On Tue, Oct 22, 2024 at 03:40:52PM +0200, Marco Elver wrote:
> On Tue, Oct 22, 2024 at 01:31PM +0200, Peter Zijlstra wrote:
> > On Tue, Oct 22, 2024 at 10:06:23AM +0200, Alexander Potapenko wrote:
> > > On Fri, Sep 27, 2024 at 4:57 PM syzbot
> > > <[email protected]> wrote:
> > > >
> > > > Hello,
> > > >
> > > > syzbot found the following issue on:
> > > >
> > > > HEAD commit:    075dbe9f6e3c Merge tag 'soc-ep93xx-dt-6.12' of 
> > > > git://git.k..
> > > > git tree:       upstream
> > > > console output: https://syzkaller.appspot.com/x/log.txt?x=15f07a80580000
> > > > kernel config:  
> > > > https://syzkaller.appspot.com/x/.config?x=86254f9e0a8f2c98
> > > > dashboard link: 
> > > > https://syzkaller.appspot.com/bug?extid=0ec1e96c2cdf5c0e512a
> > > > compiler:       Debian clang version 15.0.6, GNU ld (GNU Binutils for 
> > > > Debian) 2.40
> > > >
> > > > Unfortunately, I don't have any reproducer for this issue yet.
> > > >
> > > > Downloadable assets:
> > > > disk image: 
> > > > https://storage.googleapis.com/syzbot-assets/1be80941df60/disk-075dbe9f.raw.xz
> > > > vmlinux: 
> > > > https://storage.googleapis.com/syzbot-assets/494a9ac89c09/vmlinux-075dbe9f.xz
> > > > kernel image: 
> > > > https://storage.googleapis.com/syzbot-assets/919788d8c731/bzImage-075dbe9f.xz
> > > >
> > > > IMPORTANT: if you fix the issue, please add the following tag to the 
> > > > commit:
> > > > Reported-by: [email protected]
> [...]
> > > +PeterZ, who added the KCSAN assertion.
> > 
> > Well, PaulMck did in d6111cf45c57 ("sched: Use WRITE_ONCE() for
> > p->on_rq"), I just moved it around in e8901061ca0c ("sched: Split
> > DEQUEUE_SLEEP from deactivate_task()").
> > 
> > I'm not at all sure I have any inkling as to what the annotation does
> > nor what KCSAN is trying to tell us above.
> 
> ASSERT_EXCLUSIVE_WRITER(var) is to say that that there should be no
> concurrent writes to var; other readers are allowed.

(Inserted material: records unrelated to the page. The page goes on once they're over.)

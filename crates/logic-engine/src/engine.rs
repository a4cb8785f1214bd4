//! 规则引擎
//!
//! 持有规则树、由它推导出的依赖图和一份可替换的事实快照。
//! 规则树与依赖图在构造后不再变化；事实快照存放在 `ArcSwapOption` 中，
//! 每次调用只做一次原子 load，并发替换不会影响进行中的求值。

use crate::config::EngineConfig;
use crate::error::Result;
use crate::evaluator::Evaluator;
use crate::graph::{DependencyGraph, Direction};
use crate::logic::type_name;
use crate::path::{Path, get_rule_by_path, locate_rule, set_value_by_path};
use arc_swap::ArcSwapOption;
use serde_json::{Map, Value};
use std::sync::Arc;
use tracing::{debug, error, info, instrument, warn};

/// 规则引擎
pub struct RuleEngine {
    rules: Value,
    graph: DependencyGraph,
    facts: ArcSwapOption<Value>,
    evaluator: Evaluator,
}

impl RuleEngine {
    /// 使用默认配置创建
    pub fn new(rules: Value) -> Self {
        Self::with_config(rules, &EngineConfig::default())
    }

    pub fn with_config(rules: Value, config: &EngineConfig) -> Self {
        let graph = DependencyGraph::build(&rules);
        let evaluator = Evaluator::new().with_max_depth(config.max_depth);
        info!(
            edges = graph.edge_count(),
            max_depth = evaluator.max_depth(),
            "规则引擎已创建"
        );

        Self {
            rules,
            graph,
            facts: ArcSwapOption::empty(),
            evaluator,
        }
    }

    /// 从 JSON 字符串创建
    pub fn from_json(json: &str) -> Result<Self> {
        let rules: Value = serde_json::from_str(json)?;
        Ok(Self::new(rules))
    }

    pub fn rules(&self) -> &Value {
        &self.rules
    }

    pub fn graph(&self) -> &DependencyGraph {
        &self.graph
    }

    /// 当前事实快照
    pub fn facts(&self) -> Option<Arc<Value>> {
        self.facts.load_full()
    }

    /// 替换事实快照
    pub fn use_facts(&self, facts: Value) -> &Self {
        self.facts.store(Some(Arc::new(facts)));
        self
    }

    /// 对 `path` 处的规则求值
    ///
    /// 优先使用传入的 `facts`，其次是快照，都没有时用空对象求值。
    /// 路径上没有规则时结果为空值。
    #[instrument(skip(self, facts))]
    pub fn run(&self, path: &str, facts: Option<&Value>) -> Result<Value> {
        let path = Path::parse(path);
        if let Some(facts) = facts {
            return self.run_path(&path, facts);
        }

        let snapshot = self.facts.load_full();
        match snapshot.as_deref() {
            Some(facts) => self.run_path(&path, facts),
            None => {
                warn!("未提供事实数据，使用空对象求值");
                self.run_path(&path, &Value::Object(Map::new()))
            }
        }
    }

    fn run_path(&self, path: &Path, facts: &Value) -> Result<Value> {
        match get_rule_by_path(&self.rules, path) {
            Some(rule) => self.evaluator.evaluate(rule, facts),
            None => {
                debug!(path = %path, "路径上没有规则");
                Ok(Value::Null)
            }
        }
    }

    /// 批量求值
    ///
    /// `entries` 为数组，元素可以是路径字符串，也可以是 `[path]` 或 `[path, facts]`。
    /// 非数组输入只记录错误并返回空列表；格式不对的元素会被跳过。
    #[instrument(skip_all)]
    pub fn run_several(&self, entries: &Value) -> Result<Vec<Value>> {
        let Value::Array(entries) = entries else {
            error!(input_type = type_name(entries), "run_several 需要数组参数");
            return Ok(Vec::new());
        };

        let mut results = Vec::with_capacity(entries.len());
        for (index, entry) in entries.iter().enumerate() {
            let (path, facts) = match entry {
                Value::String(path) => (path.as_str(), None),
                Value::Array(pair) => match pair.as_slice() {
                    [Value::String(path)] => (path.as_str(), None),
                    [Value::String(path), facts] => {
                        (path.as_str(), Some(facts).filter(|f| !f.is_null()))
                    }
                    _ => {
                        warn!(index, "批量求值条目格式无效，已跳过");
                        continue;
                    }
                },
                _ => {
                    warn!(index, "批量求值条目格式无效，已跳过");
                    continue;
                }
            };
            results.push(self.run(path, facts)?);
        }
        Ok(results)
    }

    /// `path` 在指定视图中的传递依赖闭包
    pub fn propagate(&self, path: &str, direction: Direction) -> Result<Vec<String>> {
        self.graph.propagate(&Path::parse(path), direction)
    }

    /// 对 `path` 及其传递闭包中的每条路径依次求值
    ///
    /// 结果顺序为：`path` 自身，然后按闭包顺序。求值在事实数据的副本上进行，
    /// 每条规则的结果会写回副本中对应的路径，后续依赖它的规则读到的是新值。
    #[instrument(skip(self, facts))]
    pub fn drill(
        &self,
        path: &str,
        facts: Option<&Value>,
        direction: Direction,
    ) -> Result<Vec<Value>> {
        let root = Path::parse(path);
        let closure = self.graph.propagate(&root, direction)?;
        let mut working = self.working_facts(facts);

        let targets = std::iter::once(root).chain(closure.iter().map(|p| Path::parse(p)));
        let mut results = Vec::with_capacity(closure.len() + 1);
        for target in targets {
            let Some((at, rule)) = locate_rule(&self.rules, &target) else {
                debug!(path = %target, "路径上没有规则");
                results.push(Value::Null);
                continue;
            };
            let value = self.evaluator.evaluate(rule, &working)?;
            // 写回规则实际所在的路径；整棵规则树本身是表达式时不写回
            if !at.is_empty() {
                set_value_by_path(&mut working, &at, value.clone());
            }
            results.push(value);
        }

        debug!(evaluated = results.len(), "钻取求值完成");
        Ok(results)
    }

    fn working_facts(&self, facts: Option<&Value>) -> Value {
        if let Some(facts) = facts {
            return facts.clone();
        }
        match self.facts.load_full() {
            Some(snapshot) => (*snapshot).clone(),
            None => {
                warn!("未提供事实数据，使用空对象求值");
                Value::Object(Map::new())
            }
        }
    }
}

/// 创建规则引擎
pub fn create_rule_engine(rules: Value) -> RuleEngine {
    RuleEngine::new(rules)
}

#[cfg(test)]
mod tests {
    use super::*;
    use crate::error::LogicError;
    use serde_json::json;

    fn form_engine() -> RuleEngine {
        RuleEngine::new(json!({
            "a": {"var": "b"},
            "b": {"+": [{"var": "c"}, 1]},
            "limits": {
                "upper": 10
            }
        }))
    }

    #[test]
    fn test_engine_is_send_and_sync() {
        fn assert_send_sync<T: Send + Sync>() {}
        assert_send_sync::<RuleEngine>();
    }

    #[test]
    fn test_run_with_explicit_facts() {
        let engine = form_engine();
        assert_eq!(engine.run("b", Some(&json!({"c": 4}))).unwrap(), json!(5));
        assert_eq!(engine.run("limits.upper", None).unwrap(), json!(10));
    }

    #[test]
    fn test_run_uses_snapshot_and_explicit_override() {
        let engine = form_engine();
        engine.use_facts(json!({"c": 1}));
        assert_eq!(engine.run("b", None).unwrap(), json!(2));
        assert_eq!(engine.run("b", Some(&json!({"c": 9}))).unwrap(), json!(10));
        // 单次覆盖不改变快照
        assert_eq!(engine.facts().as_deref(), Some(&json!({"c": 1})));
    }

    #[test]
    fn test_use_facts_is_chainable() {
        let engine = form_engine();
        let result = engine
            .use_facts(json!({"c": 1}))
            .use_facts(json!({"c": 2}))
            .run("b", None)
            .unwrap();
        assert_eq!(result, json!(3));
    }

    #[test]
    fn test_run_without_facts_uses_empty_store() {
        let engine = form_engine();
        assert_eq!(engine.run("a", None).unwrap(), Value::Null);
    }

    #[test]
    fn test_run_missing_rule_is_null() {
        let engine = form_engine();
        assert_eq!(engine.run("nope", Some(&json!({}))).unwrap(), Value::Null);
    }

    #[test]
    fn test_run_several() {
        let engine = form_engine();
        engine.use_facts(json!({"c": 1, "b": 20}));
        let results = engine
            .run_several(&json!([
                "b",
                ["b", {"c": 5}],
                ["limits.upper"],
                ["a", null],
                42
            ]))
            .unwrap();
        assert_eq!(results, vec![json!(2), json!(6), json!(10), json!(20)]);
    }

    #[test]
    fn test_run_several_rejects_non_array() {
        let engine = form_engine();
        assert!(engine.run_several(&json!("not-an-array")).unwrap().is_empty());
        assert!(engine.run_several(&json!({"a": 1})).unwrap().is_empty());
    }

    #[test]
    fn test_drill_feeds_results_forward() {
        let engine = form_engine();
        engine.use_facts(json!({"c": 0}));
        let results = engine
            .drill("c", Some(&json!({"c": 9})), Direction::Backward)
            .unwrap();
        // c 本身不是规则；b = 9 + 1；a 读到的是刚算出的 b
        assert_eq!(results, vec![Value::Null, json!(10), json!(10)]);
        assert_eq!(engine.facts().as_deref(), Some(&json!({"c": 0})));
    }

    #[test]
    fn test_drill_propagates_evaluation_errors() {
        let engine = RuleEngine::new(json!({
            "broken": {"if": []},
            "source": 1
        }));
        // broken 没有依赖，直接求值它本身
        let err = engine.drill("broken", None, Direction::Forward).unwrap_err();
        assert!(matches!(err, LogicError::MissingOperand { .. }));
    }

    #[test]
    fn test_drill_writes_back_at_resolved_rule_path() {
        let engine = RuleEngine::new(json!({
            "b": {"+": [{"var": "c"}, 1]},
            "d": {"var": "b"}
        }));
        // `b.x` 解析到 `b` 规则，结果写回 `b`，`d` 读到的是标量
        let results = engine
            .drill("b.x", Some(&json!({"c": 1, "b": 0})), Direction::Backward)
            .unwrap();
        assert_eq!(results, vec![json!(2), json!(2)]);
    }

    #[test]
    fn test_from_json() {
        let engine = RuleEngine::from_json(r#"{"x": {"*": [{"var": "y"}, 2]}}"#).unwrap();
        assert_eq!(engine.run("x", Some(&json!({"y": 4}))).unwrap(), json!(8));
        assert!(RuleEngine::from_json("{not json").is_err());
    }

    #[test]
    fn test_with_config_applies_depth_limit() {
        let config = EngineConfig {
            max_depth: 2,
            ..EngineConfig::default()
        };
        let engine = RuleEngine::with_config(
            json!({"deep": {"!": [{"!": [{"!": [{"var": "x"}]}]}]}}),
            &config,
        );
        assert!(matches!(
            engine.run("deep", Some(&json!({}))),
            Err(LogicError::DepthExceeded { limit: 2 })
        ));
    }
}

If KCSAN is
> enabled, it then goes and reports any violations of that assertion.
> Main usecase is for already marked accesses where concurrent accesses
> are _not_ data races, but the algorithm does not assume concurrent
> writers regardless.
> 
> In this case it seems that Paul was trying to say that there should be
> no concurrent writers to this variable. But KCSAN disproved that.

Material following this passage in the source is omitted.